Modeling of the response of a memcapacitor for impulse, step, ramp and sinusoidal inputs
Micro-Electro-Mechanical Systems, or MEMS, is a technology of very small scale devices. The dimensions of MEMS can vary from below one micron to several millimeters. MEMS have some mechanical functionalities such as the moving plate of a parallel plate capacitor (memcapacitor). MEMS researchers and developers have demonstrated an extremely large number of microsensors for almost every possible sensing modality including temperature, pressure, inertial forces, and chemical species. The equation of motion of the moving plate of a memcapacitor is governed by a non-linear differential equation with no known exact solution. Most research into determining the theoretical response of a memcapacitor to a time varying voltage, was done for the steady-state case.

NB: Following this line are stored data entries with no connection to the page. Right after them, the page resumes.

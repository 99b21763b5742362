//! In-memory key-value store.
//!
//! Nothing survives the process. Useful for tests and for callers that
//! persist the records themselves.

use std::collections::HashMap;
use std::sync::atomic::{AtomicBool, Ordering};
use std::sync::{RwLock, RwLockReadGuard, RwLockWriteGuard};

use crate::{KeyValueStore, StorageError, StorageResult};

/// Thread-safe in-memory store backed by a `HashMap`.
#[derive(Debug, Default)]
pub struct MemoryStore {
    records: RwLock<HashMap<String, String>>,
    closed: AtomicBool,
}

impl MemoryStore {
    /// Creates a new empty memory store.
    #[must_use]
    pub fn new() -> Self {
        Self::default()
    }

    /// Returns the number of stored records.
    ///
    /// # Errors
    ///
    /// Returns an error if the store is closed.
    pub fn len(&self) -> StorageResult<usize> {
        Ok(self.read()?.len())
    }

    /// Returns `true` if no records are stored.
    ///
    /// # Errors
    ///
    /// Returns an error if the store is closed.
    pub fn is_empty(&self) -> StorageResult<bool> {
        Ok(self.read()?.is_empty())
    }

    /// Returns all keys, sorted.
    ///
    /// # Errors
    ///
    /// Returns an error if the store is closed.
    pub fn keys(&self) -> StorageResult<Vec<String>> {
        let mut keys: Vec<String> = self.read()?.keys().cloned().collect();
        keys.sort();
        Ok(keys)
    }

    fn ensure_open(&self) -> StorageResult<()> {
        if self.closed.load(Ordering::Acquire) {
            return Err(StorageError::Closed);
        }
        Ok(())
    }

    fn read(&self) -> StorageResult<RwLockReadGuard<'_, HashMap<String, String>>> {
        self.ensure_open()?;
        self.records
            .read()
            .map_err(|_| StorageError::Backend("memory store lock poisoned".to_string()))
    }

    fn write(&self) -> StorageResult<RwLockWriteGuard<'_, HashMap<String, String>>> {
        self.ensure_open()?;
        self.records
            .write()
            .map_err(|_| StorageError::Backend("memory store lock poisoned".to_string()))
    }
}

impl KeyValueStore for MemoryStore {
    fn get(&self, key: &str) -> StorageResult<Option<String>> {
        Ok(self.read()?.get(key).cloned())
    }

    fn put(&self, key: &str, value: &str) -> StorageResult<()> {
        self.write()?.insert(key.to_string(), value.to_string());
        Ok(())
    }

    fn delete(&self, key: &str) -> StorageResult<()> {
        self.write()?.remove(key);
        Ok(())
    }

    fn clear(&self) -> StorageResult<()> {
        self.write()?.clear();
        Ok(())
    }

    fn close(&self) -> StorageResult<()> {
        self.closed.store(true, Ordering::Release);
        Ok(())
    }

    fn replace_all(&self, records: &[(&str, &str)]) -> StorageResult<()> {
        let mut guard = self.write()?;
        guard.clear();
        guard.extend(
            records
                .iter()
                .map(|(key, value)| ((*key).to_string(), (*value).to_string())),
        );
        Ok(())
    }
}

#[cfg(test)]
mod tests {
    use super::*;

    #[test]
    fn test_put_get_delete() {
        let store = MemoryStore::new();
        assert_eq!(store.get("a").expect("get"), None);

        store.put("a", "1").expect("put");
        assert_eq!(store.get("a").expect("get").as_deref(), Some("1"));

        store.put("a", "2").expect("overwrite");
        assert_eq!(store.get("a").expect("get").as_deref(), Some("2"));

        store.delete("a").expect("delete");
        store.delete("a").expect("delete missing");
        assert!(store.is_empty().expect("is_empty"));
    }

    #[test]
    fn test_replace_all_drops_unrelated_keys() {
        let store = MemoryStore::new();
        store.put("unrelated", "x").expect("put");

        store
            .replace_all(&[("one", "1"), ("two", "2")])
            .expect("replace");

        assert_eq!(store.keys().expect("keys"), vec!["one", "two"]);
        assert_eq!(store.get("unrelated").expect("get"), None);
    }

    #[test]
    fn test_closed_store_rejects_calls() {
        let store = MemoryStore::new();
        store.put("a", "1").expect("put");
        store.close().expect("close");

        assert!(matches!(store.get("a"), Err(StorageError::Closed)));
        assert!(matches!(store.put("b", "2"), Err(StorageError::Closed)));
        assert!(matches!(store.clear(), Err(StorageError::Closed)));
    }
}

Nonlinearity of the displacement of the plate in a memcapacitor presents a challenge in determining the plate's position and capacitive detection. This paper presents an analytical closed form solution to the nonlinear differential equation, without the steady state assumption for an Impulse input, and an approximate solution for a step, ramp, and sinusoidal inputs.
Kachmar, Ghassan Khalil, "Modeling of the response of a memcapacitor for impulse, step, ramp and sinusoidal inputs" (2014). ETD Collection for University of Texas, El Paso. AAI3682469.